● DATA EXCERPTS
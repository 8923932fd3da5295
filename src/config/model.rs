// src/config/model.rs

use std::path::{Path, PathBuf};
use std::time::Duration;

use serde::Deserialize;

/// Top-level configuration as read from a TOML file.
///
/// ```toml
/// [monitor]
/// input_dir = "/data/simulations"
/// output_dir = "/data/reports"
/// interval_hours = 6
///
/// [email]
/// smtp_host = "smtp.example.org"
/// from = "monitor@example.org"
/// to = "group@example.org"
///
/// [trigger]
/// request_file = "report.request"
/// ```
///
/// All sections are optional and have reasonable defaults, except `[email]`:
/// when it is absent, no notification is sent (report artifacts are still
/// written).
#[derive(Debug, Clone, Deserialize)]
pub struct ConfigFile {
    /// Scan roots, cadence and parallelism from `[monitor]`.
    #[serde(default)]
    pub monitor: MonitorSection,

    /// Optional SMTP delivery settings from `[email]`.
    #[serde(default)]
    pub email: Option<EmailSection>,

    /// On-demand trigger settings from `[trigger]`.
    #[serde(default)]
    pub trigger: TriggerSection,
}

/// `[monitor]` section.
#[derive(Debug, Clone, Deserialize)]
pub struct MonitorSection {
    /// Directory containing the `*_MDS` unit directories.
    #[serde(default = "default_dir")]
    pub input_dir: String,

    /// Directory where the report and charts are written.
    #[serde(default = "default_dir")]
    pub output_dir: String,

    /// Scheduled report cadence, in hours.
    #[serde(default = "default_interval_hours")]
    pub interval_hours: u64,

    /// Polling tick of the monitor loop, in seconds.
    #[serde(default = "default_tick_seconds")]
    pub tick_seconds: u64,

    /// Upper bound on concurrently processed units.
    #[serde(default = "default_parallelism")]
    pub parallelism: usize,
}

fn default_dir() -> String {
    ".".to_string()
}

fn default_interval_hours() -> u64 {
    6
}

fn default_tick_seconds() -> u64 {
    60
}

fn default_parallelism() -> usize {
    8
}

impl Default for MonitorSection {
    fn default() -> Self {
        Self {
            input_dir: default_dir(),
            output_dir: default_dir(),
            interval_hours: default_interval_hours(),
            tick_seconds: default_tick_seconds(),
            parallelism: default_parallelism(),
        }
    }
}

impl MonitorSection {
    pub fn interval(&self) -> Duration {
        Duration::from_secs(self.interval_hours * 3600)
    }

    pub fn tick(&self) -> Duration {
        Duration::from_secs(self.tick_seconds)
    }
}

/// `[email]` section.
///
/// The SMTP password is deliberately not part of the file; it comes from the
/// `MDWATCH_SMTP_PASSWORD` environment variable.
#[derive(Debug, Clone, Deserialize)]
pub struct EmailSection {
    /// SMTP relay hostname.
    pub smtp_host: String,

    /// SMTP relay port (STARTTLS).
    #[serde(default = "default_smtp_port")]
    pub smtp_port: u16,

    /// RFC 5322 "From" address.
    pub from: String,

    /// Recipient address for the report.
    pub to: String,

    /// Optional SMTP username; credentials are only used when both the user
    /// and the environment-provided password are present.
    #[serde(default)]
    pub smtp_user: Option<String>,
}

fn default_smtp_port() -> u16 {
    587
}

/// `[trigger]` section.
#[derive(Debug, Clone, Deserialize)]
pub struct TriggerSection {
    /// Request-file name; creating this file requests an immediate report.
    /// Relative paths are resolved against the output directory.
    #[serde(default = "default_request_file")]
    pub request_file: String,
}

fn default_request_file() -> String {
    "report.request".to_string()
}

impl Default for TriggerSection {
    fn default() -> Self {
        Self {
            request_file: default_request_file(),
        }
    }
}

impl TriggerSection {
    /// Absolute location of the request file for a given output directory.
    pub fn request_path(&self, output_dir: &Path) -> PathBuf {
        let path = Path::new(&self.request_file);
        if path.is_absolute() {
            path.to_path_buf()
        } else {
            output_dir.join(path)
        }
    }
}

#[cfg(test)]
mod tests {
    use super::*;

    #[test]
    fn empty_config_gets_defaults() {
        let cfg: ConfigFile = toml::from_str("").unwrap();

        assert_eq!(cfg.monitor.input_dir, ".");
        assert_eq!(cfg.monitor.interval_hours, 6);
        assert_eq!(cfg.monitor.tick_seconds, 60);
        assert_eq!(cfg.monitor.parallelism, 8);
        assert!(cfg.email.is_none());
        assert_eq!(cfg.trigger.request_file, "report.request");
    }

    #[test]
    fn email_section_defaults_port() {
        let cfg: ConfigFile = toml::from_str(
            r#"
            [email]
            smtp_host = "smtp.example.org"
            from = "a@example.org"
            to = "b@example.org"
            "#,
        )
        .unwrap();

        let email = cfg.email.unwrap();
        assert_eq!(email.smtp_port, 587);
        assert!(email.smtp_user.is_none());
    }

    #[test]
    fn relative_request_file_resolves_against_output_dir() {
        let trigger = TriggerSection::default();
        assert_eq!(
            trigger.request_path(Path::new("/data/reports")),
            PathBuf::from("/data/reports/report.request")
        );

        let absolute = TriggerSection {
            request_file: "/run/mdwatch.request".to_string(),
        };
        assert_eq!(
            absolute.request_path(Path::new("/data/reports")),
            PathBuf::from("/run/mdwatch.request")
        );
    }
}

==

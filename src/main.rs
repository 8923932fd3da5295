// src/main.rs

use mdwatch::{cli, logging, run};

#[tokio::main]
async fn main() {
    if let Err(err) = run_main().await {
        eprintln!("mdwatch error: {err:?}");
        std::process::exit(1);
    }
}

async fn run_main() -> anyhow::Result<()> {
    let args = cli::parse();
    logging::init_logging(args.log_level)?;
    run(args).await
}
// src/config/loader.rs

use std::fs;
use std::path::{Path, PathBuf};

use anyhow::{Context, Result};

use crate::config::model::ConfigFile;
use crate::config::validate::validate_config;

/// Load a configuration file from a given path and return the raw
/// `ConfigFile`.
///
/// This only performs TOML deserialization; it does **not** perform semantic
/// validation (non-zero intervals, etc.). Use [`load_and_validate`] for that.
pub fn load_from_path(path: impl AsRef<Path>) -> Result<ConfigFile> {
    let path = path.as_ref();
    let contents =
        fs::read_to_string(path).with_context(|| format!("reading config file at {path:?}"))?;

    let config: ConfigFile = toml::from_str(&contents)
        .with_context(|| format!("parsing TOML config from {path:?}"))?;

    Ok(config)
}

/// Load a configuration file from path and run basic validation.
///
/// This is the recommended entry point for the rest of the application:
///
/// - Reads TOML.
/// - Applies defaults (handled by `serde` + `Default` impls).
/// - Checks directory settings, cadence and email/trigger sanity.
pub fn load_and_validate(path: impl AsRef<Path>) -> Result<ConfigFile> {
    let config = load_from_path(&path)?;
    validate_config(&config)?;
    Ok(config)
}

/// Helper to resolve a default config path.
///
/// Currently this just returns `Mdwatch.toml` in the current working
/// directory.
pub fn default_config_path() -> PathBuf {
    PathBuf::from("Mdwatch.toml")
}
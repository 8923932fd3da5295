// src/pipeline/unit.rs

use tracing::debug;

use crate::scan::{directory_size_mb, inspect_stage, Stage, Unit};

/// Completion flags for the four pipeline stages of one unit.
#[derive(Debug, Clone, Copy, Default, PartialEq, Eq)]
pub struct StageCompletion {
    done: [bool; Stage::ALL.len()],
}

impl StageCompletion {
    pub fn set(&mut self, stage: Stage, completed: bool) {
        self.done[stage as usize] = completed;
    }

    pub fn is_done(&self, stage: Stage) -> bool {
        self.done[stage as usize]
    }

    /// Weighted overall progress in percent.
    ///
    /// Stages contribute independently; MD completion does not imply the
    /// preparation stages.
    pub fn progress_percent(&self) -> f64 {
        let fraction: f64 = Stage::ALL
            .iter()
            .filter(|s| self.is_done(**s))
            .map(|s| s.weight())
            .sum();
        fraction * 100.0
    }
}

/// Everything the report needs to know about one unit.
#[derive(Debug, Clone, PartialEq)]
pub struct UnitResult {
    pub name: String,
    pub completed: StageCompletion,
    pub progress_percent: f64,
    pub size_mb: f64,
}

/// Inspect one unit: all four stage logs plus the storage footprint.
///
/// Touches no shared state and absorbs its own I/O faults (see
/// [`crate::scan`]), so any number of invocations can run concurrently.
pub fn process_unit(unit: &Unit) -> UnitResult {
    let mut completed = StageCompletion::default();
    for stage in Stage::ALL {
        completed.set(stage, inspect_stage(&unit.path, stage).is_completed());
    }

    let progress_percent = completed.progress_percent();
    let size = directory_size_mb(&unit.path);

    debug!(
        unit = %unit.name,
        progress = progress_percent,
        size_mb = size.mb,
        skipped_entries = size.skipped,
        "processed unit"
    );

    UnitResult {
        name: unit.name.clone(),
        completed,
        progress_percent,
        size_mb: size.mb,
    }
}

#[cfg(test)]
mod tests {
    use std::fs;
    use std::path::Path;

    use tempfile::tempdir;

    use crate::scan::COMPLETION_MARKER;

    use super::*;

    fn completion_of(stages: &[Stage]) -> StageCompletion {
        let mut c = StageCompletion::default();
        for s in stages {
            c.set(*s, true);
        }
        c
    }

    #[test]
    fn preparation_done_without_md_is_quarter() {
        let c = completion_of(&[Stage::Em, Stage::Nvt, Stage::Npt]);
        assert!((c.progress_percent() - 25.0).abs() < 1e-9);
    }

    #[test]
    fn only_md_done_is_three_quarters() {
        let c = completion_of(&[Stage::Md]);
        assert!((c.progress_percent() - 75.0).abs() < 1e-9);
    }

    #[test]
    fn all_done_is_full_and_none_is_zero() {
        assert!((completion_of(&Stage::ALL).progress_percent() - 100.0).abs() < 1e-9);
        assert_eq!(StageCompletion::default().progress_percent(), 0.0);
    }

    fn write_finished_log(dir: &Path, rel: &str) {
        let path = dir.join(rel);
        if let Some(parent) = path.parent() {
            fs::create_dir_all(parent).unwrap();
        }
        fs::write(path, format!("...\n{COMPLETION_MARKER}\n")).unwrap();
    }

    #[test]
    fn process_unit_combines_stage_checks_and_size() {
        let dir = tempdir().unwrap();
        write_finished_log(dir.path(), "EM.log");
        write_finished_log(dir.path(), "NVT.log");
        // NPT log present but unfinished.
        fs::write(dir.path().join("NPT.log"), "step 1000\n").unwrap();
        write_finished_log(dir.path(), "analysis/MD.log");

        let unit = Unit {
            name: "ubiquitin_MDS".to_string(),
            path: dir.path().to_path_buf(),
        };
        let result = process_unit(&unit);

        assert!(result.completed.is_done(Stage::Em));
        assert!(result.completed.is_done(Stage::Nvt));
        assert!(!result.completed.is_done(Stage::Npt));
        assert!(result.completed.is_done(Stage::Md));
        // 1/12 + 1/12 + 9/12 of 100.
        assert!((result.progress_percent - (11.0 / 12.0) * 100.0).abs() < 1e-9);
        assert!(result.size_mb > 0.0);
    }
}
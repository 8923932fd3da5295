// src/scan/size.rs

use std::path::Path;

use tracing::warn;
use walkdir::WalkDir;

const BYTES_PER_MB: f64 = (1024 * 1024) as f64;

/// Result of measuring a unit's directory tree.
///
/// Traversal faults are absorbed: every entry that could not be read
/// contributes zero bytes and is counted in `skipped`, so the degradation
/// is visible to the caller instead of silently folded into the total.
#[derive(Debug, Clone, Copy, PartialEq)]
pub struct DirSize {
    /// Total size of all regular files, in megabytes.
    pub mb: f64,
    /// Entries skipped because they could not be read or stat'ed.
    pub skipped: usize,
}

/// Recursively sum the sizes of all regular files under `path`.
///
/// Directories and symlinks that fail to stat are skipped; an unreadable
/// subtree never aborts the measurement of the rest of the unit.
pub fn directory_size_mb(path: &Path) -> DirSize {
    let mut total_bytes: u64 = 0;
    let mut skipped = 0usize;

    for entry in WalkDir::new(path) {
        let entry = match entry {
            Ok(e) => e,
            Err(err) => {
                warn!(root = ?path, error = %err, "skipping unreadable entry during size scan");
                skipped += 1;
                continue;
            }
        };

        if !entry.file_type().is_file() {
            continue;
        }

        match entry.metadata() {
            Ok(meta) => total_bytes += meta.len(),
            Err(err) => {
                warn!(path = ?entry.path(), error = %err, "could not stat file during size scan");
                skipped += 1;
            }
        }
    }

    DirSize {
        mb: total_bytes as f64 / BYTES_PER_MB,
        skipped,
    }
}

● EXERCISE
Copy each line containing the word "PathBuf" from the data.

● WORKED SOLUTION
use std::path::{Path, PathBuf};
    pub fn request_path(&self, output_dir: &Path) -> PathBuf {
            PathBuf::from("/data/reports/report.request")
            PathBuf::from("/run/mdwatch.request")
use std::path::{Path, PathBuf};
pub fn default_config_path() -> PathBuf {
    PathBuf::from("Mdwatch.toml")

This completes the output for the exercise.